PROBLEM STATEMENT: Look below for the line containing "exists but is"; from there through the line containing "cli::run()?;", both lines included, please set down each line exactly and nothing else.

(RECORDED INFORMATION begins)

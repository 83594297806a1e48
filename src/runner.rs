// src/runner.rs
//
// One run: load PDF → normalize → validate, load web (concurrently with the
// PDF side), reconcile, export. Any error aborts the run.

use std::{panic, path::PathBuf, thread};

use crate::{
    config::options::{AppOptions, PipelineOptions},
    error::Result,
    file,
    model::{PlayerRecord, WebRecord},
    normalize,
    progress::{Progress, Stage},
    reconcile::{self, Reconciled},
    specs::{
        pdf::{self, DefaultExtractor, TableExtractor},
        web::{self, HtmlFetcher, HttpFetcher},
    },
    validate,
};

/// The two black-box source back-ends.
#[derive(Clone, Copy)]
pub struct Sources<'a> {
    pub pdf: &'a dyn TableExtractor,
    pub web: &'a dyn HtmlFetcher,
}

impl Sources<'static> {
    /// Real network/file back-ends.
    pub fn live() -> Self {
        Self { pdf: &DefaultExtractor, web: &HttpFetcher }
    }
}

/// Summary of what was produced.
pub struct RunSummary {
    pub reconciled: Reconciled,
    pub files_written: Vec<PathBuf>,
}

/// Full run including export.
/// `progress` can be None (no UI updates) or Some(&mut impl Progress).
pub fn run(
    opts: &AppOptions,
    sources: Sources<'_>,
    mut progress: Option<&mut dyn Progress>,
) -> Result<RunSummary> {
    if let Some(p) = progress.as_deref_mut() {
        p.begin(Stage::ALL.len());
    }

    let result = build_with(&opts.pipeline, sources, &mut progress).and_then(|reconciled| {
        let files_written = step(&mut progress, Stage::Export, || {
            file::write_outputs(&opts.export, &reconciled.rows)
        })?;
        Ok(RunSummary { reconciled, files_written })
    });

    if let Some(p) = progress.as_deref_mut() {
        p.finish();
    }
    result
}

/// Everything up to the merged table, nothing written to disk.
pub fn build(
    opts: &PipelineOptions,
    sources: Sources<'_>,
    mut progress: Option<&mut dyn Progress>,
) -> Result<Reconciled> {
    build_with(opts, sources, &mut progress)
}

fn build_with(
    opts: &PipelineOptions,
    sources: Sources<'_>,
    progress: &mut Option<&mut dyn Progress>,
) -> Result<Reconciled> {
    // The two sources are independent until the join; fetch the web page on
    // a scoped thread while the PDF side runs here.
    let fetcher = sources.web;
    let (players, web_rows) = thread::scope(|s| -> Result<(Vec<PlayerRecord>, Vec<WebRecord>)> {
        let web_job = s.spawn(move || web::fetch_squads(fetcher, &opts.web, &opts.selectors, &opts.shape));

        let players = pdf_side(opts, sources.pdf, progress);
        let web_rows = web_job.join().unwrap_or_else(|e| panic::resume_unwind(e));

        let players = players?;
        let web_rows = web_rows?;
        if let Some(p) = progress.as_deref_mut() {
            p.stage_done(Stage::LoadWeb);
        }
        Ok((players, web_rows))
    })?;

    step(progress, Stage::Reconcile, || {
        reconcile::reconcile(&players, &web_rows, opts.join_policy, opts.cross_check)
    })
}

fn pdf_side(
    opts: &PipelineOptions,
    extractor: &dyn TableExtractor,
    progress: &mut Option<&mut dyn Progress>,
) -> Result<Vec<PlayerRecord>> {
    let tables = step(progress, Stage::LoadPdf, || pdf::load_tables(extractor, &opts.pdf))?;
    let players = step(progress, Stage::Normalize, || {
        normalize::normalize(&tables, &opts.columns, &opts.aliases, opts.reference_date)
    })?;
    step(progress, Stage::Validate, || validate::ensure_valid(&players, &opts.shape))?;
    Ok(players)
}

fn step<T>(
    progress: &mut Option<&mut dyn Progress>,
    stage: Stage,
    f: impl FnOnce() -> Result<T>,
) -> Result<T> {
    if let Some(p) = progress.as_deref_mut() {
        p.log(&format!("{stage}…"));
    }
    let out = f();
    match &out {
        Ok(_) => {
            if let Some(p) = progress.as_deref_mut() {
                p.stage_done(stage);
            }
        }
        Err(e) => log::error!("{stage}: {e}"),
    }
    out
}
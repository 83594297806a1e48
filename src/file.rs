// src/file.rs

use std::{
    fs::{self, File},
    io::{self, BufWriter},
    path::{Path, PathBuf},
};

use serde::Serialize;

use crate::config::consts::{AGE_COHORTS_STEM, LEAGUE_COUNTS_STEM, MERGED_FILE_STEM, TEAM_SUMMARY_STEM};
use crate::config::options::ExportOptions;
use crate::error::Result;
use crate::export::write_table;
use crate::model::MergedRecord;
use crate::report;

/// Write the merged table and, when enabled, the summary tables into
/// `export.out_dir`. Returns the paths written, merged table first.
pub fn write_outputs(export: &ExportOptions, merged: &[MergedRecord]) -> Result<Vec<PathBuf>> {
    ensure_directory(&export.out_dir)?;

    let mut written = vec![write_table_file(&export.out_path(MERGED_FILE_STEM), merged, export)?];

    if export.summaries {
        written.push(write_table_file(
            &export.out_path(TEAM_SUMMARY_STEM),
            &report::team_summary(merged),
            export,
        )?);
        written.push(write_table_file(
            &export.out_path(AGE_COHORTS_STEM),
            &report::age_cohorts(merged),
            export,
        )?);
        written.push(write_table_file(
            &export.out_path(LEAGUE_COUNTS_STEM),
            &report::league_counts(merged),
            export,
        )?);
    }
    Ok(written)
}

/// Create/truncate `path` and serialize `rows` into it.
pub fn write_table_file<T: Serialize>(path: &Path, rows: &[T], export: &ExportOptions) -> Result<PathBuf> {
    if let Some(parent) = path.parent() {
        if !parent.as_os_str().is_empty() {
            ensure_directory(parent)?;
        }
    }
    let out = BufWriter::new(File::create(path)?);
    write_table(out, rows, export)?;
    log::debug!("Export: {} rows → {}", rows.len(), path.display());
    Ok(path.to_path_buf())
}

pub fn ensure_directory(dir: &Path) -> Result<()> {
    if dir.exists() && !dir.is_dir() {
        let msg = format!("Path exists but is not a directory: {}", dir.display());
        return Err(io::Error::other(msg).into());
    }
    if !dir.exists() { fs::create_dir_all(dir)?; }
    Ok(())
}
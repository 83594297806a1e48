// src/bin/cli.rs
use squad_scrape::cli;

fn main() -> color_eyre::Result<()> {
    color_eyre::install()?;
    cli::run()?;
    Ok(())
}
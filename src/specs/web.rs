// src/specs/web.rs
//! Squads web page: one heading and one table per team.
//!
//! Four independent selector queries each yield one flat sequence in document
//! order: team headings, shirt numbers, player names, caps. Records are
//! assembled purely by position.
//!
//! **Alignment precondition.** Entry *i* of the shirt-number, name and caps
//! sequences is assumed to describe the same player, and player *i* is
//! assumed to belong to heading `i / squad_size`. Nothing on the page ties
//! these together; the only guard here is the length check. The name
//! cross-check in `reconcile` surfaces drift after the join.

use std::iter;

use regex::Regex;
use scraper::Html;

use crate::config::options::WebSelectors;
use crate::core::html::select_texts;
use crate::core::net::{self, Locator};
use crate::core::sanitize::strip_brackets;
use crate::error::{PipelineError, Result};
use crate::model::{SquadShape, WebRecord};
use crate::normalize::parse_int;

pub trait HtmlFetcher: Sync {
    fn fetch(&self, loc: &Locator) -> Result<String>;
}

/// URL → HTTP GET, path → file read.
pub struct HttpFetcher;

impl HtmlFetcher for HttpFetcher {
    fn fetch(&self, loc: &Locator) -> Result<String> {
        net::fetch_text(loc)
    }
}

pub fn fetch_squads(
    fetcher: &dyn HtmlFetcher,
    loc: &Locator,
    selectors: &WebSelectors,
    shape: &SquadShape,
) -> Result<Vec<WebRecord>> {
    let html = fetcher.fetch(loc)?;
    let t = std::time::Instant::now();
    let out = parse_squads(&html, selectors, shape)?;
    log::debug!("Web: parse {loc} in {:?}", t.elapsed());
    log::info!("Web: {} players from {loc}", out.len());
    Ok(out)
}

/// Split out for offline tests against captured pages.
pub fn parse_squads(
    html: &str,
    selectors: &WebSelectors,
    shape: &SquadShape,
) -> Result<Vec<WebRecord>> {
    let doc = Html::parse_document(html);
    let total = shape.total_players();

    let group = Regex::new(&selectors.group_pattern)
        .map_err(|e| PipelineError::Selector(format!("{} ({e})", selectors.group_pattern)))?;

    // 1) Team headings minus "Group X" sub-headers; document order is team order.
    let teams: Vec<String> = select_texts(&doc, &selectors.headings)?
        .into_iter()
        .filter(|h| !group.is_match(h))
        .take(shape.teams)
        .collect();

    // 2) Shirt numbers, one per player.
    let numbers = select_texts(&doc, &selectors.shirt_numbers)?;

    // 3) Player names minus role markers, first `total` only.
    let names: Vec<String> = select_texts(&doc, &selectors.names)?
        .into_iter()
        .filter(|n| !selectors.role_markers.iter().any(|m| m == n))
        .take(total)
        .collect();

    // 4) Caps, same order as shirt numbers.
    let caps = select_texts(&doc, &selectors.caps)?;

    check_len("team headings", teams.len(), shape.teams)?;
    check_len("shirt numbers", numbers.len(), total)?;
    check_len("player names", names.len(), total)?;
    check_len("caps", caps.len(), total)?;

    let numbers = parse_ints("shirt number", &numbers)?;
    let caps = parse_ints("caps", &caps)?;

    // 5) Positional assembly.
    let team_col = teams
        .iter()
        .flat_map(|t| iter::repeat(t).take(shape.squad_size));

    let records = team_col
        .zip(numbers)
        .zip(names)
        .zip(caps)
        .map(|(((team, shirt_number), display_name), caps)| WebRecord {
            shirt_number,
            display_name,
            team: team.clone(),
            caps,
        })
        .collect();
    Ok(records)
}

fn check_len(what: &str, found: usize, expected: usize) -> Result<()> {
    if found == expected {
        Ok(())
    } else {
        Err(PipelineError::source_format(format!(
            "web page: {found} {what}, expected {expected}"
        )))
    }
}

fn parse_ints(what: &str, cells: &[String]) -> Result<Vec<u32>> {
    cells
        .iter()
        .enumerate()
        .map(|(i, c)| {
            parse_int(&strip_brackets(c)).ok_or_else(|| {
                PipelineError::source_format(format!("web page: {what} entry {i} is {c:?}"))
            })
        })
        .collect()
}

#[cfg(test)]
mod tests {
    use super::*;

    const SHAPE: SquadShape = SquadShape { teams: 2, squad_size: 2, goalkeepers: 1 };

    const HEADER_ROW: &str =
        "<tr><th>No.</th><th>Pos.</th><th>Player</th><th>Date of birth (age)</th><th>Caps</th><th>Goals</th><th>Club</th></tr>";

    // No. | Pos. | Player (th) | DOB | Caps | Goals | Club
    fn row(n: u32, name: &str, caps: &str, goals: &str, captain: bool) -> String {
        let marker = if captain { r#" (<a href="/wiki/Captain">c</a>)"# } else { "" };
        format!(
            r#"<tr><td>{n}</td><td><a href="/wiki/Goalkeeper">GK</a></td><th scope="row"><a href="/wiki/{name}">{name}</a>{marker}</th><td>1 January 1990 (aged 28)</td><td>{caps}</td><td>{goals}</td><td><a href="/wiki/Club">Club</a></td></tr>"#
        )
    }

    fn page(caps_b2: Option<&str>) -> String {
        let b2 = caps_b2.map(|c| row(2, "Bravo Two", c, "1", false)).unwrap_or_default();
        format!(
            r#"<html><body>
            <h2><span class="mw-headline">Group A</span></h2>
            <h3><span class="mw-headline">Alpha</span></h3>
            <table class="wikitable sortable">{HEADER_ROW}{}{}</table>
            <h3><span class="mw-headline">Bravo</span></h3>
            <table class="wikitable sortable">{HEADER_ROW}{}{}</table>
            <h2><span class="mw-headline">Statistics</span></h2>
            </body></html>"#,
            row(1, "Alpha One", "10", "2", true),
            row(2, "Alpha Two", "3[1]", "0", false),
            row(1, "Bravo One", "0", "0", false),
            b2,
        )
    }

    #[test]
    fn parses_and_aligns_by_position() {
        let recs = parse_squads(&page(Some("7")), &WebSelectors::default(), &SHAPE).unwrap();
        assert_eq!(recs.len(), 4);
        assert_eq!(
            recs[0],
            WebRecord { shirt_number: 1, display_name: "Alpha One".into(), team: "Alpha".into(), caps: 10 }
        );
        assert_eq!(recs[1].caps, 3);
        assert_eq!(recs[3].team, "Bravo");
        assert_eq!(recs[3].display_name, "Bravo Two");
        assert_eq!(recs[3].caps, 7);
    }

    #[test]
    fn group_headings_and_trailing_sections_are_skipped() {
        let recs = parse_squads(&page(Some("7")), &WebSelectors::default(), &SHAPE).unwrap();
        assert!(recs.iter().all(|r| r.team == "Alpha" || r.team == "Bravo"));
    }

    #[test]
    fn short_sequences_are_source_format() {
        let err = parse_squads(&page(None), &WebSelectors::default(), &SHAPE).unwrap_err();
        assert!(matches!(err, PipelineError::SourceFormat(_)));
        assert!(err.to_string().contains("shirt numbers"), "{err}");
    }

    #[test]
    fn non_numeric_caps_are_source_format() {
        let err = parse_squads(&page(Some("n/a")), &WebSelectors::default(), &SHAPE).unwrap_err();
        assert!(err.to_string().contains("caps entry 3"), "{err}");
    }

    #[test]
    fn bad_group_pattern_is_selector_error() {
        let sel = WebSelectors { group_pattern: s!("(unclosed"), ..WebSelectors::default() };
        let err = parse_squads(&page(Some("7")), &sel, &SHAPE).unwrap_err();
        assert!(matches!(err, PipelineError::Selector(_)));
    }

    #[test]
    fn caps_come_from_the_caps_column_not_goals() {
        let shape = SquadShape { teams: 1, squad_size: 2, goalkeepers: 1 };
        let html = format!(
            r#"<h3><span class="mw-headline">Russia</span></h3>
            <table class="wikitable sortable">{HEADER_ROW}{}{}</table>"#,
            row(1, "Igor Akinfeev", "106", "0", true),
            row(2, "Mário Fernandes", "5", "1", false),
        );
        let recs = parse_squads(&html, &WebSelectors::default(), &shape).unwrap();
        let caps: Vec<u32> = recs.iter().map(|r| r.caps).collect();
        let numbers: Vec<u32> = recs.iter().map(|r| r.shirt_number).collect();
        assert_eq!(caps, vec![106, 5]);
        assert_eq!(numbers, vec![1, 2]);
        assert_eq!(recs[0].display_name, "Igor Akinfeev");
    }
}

(RECORDED INFORMATION ends)

ANSWER TO THE EXERCISE:
        let msg = format!("Path exists but is not a directory: {}", dir.display());
        return Err(io::Error::other(msg).into());
    }
    if !dir.exists() { fs::create_dir_all(dir)?; }
    Ok(())
}
repository 83594297806a1e48
// src/bin/cli.rs
use squad_scrape::cli;

fn main() -> color_eyre::Result<()> {
    color_eyre::install()?;
    cli::run()?;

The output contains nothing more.